Dataset records
..............................
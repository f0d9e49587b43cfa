// SPDX-License-Identifier: PMPL-1.0-or-later
// Copyright (c) 2026 Jonathan D.A. Jewell (hyperpolymath) <jonathan.jewell@open.ac.uk>
//
// OCR capability backed by the `ocrs` crate, a pure-Rust OCR engine running
// neural network models via `rten`.
//
// # Feature Gate
//
// This module is only available when the `ocr` feature is enabled:
//
// ```toml
// ausweis-document = { path = "crates/ausweis-document", features = ["ocr"] }
// ```
//
// # Model Setup
//
// The engine needs two model files:
//
// - **Detection model** (`text-detection.rten`) — locates text regions.
// - **Recognition model** (`text-recognition.rten`) — decodes characters.
//
// Running `ocrs-cli` once downloads both to `$XDG_CACHE_HOME/ocrs`
// (typically `~/.cache/ocrs`), which is where [`OcrConfig::default`] looks.

use std::path::{Path, PathBuf};

use ausweis_core::error::AusweisError;
use ausweis_core::types::DOCUMENT_NUMBER_CHARSET;
use image::{DynamicImage, GrayImage};
use ocrs::{ImageSource, OcrEngine as OcrsEngine, OcrEngineParams};
use rten::Model;
use tracing::{debug, info, instrument};

use super::extract::{TextRecognizer, restrict_to_charset};

const DETECTION_MODEL_FILENAME: &str = "text-detection.rten";
const RECOGNITION_MODEL_FILENAME: &str = "text-recognition.rten";

/// `$XDG_CACHE_HOME/ocrs`, falling back to `~/.cache/ocrs`.
pub fn default_model_dir() -> PathBuf {
    if let Ok(xdg) = std::env::var("XDG_CACHE_HOME") {
        PathBuf::from(xdg).join("ocrs")
    } else if let Ok(home) = std::env::var("HOME") {
        PathBuf::from(home).join(".cache").join("ocrs")
    } else {
        PathBuf::from("ocrs-models")
    }
}

/// Configuration for constructing an [`OcrEngine`].
#[derive(Debug, Clone)]
pub struct OcrConfig {
    pub detection_model_path: PathBuf,
    pub recognition_model_path: PathBuf,
    /// Characters the recognition model may emit. Defaults to the
    /// document-number alphabet.
    pub allowed_chars: String,
}

impl Default for OcrConfig {
    fn default() -> Self {
        Self::from_dir(default_model_dir())
    }
}

impl OcrConfig {
    /// Expects `dir` to contain `text-detection.rten` and `text-recognition.rten`.
    pub fn from_dir(dir: impl AsRef<Path>) -> Self {
        let dir = dir.as_ref();
        Self {
            detection_model_path: dir.join(DETECTION_MODEL_FILENAME),
            recognition_model_path: dir.join(RECOGNITION_MODEL_FILENAME),
            allowed_chars: DOCUMENT_NUMBER_CHARSET.to_owned(),
        }
    }

    /// Verify that both model files exist.
    pub fn validate(&self) -> Result<(), AusweisError> {
        for path in [&self.detection_model_path, &self.recognition_model_path] {
            if !path.exists() {
                return Err(AusweisError::OcrError(format!(
                    "model not found at {}; run `ocrs-cli` once to download models",
                    path.display()
                )));
            }
        }
        Ok(())
    }
}

/// Text recognizer wrapping a loaded `ocrs` engine.
///
/// Model loading is the expensive step; build one engine per process and
/// share it.
pub struct OcrEngine {
    engine: OcrsEngine,
    allowed_chars: String,
}

impl OcrEngine {
    /// Load both models and build the engine with its alphabet restricted to
    /// `config.allowed_chars`.
    ///
    /// The `ocrs` and `rten` crates must be compiled in release mode; debug
    /// builds are 10-100x slower.
    #[instrument(skip_all, fields(
        detection = %config.detection_model_path.display(),
        recognition = %config.recognition_model_path.display(),
    ))]
    pub fn new(config: OcrConfig) -> Result<Self, AusweisError> {
        config.validate()?;

        let load = |path: &Path| {
            Model::load_file(path).map_err(|err| {
                AusweisError::OcrError(format!("failed to load model {}: {}", path.display(), err))
            })
        };

        info!("Loading OCR models");
        let detection_model = load(&config.detection_model_path)?;
        let recognition_model = load(&config.recognition_model_path)?;

        let engine = OcrsEngine::new(OcrEngineParams {
            detection_model: Some(detection_model),
            recognition_model: Some(recognition_model),
            allowed_chars: Some(config.allowed_chars.clone()),
            ..Default::default()
        })
        .map_err(|err| AusweisError::OcrError(format!("failed to initialise OCR engine: {}", err)))?;

        info!("OCR engine initialised");
        Ok(Self {
            engine,
            allowed_chars: config.allowed_chars,
        })
    }

    /// Load models from a directory holding both `.rten` files.
    pub fn from_model_dir(dir: impl AsRef<Path>) -> Result<Self, AusweisError> {
        Self::new(OcrConfig::from_dir(dir))
    }

    /// Read all text in the image, one line per detected text line.
    #[instrument(skip_all, fields(width = image.width(), height = image.height()))]
    pub fn recognize_text(&self, image: &GrayImage) -> Result<String, AusweisError> {
        // ocrs expects RGB8.
        let rgb = DynamicImage::ImageLuma8(image.clone()).to_rgb8();
        let (width, height) = rgb.dimensions();

        let source = ImageSource::from_bytes(rgb.as_raw(), (width, height)).map_err(|err| {
            AusweisError::OcrError(format!(
                "failed to create image source ({}x{}): {}",
                width, height, err
            ))
        })?;

        let input = self
            .engine
            .prepare_input(source)
            .map_err(|err| AusweisError::OcrError(format!("OCR preprocessing failed: {}", err)))?;

        let text = self
            .engine
            .get_text(&input)
            .map_err(|err| AusweisError::OcrError(format!("OCR text recognition failed: {}", err)))?;

        debug!(line_count = text.lines().count(), char_count = text.len(), "OCR recognition complete");
        Ok(text)
    }
}

impl TextRecognizer for OcrEngine {
    fn recognize(&self, image: &GrayImage, allowed_chars: &str) -> Result<String, AusweisError> {
        let text = self.recognize_text(image)?;
        if allowed_chars == self.allowed_chars {
            Ok(text)
        } else {
            // The model alphabet is fixed at load time; narrow further here.
            Ok(restrict_to_charset(&text, allowed_chars))
        }
    }
}

#[cfg(test)]
mod tests {
    use super::*;

    #[test]
    fn default_config_points_to_cache_dir() {
        let config = OcrConfig::default();
        let path_str = config.detection_model_path.to_string_lossy();
        assert!(path_str.ends_with(DETECTION_MODEL_FILENAME), "got {path_str}");
        assert_eq!(config.allowed_chars, DOCUMENT_NUMBER_CHARSET);
    }

    #[test]
    fn config_from_dir() {
        let config = OcrConfig::from_dir("/tmp/my-models");
        assert_eq!(
            config.recognition_model_path,
            PathBuf::from("/tmp/my-models/text-recognition.rten")
        );
    }

    #[test]
    fn validate_missing_models() {
        let err = OcrConfig::from_dir("/nonexistent/path/ocr-models")
            .validate()
            .unwrap_err();
        assert!(matches!(err, AusweisError::OcrError(ref msg) if msg.contains("model not found")));
    }

    #[test]
    fn engine_refuses_missing_models() {
        assert!(OcrEngine::from_model_dir("/nonexistent/path/ocr-models").is_err());
    }
}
..............................
About this exercise :: Return all lines above that mention the word "join".

Solution for this task ::
        PathBuf::from(xdg).join("ocrs")
        PathBuf::from(home).join(".cache").join("ocrs")
            detection_model_path: dir.join(DETECTION_MODEL_FILENAME),
            recognition_model_path: dir.join(RECOGNITION_MODEL_FILENAME),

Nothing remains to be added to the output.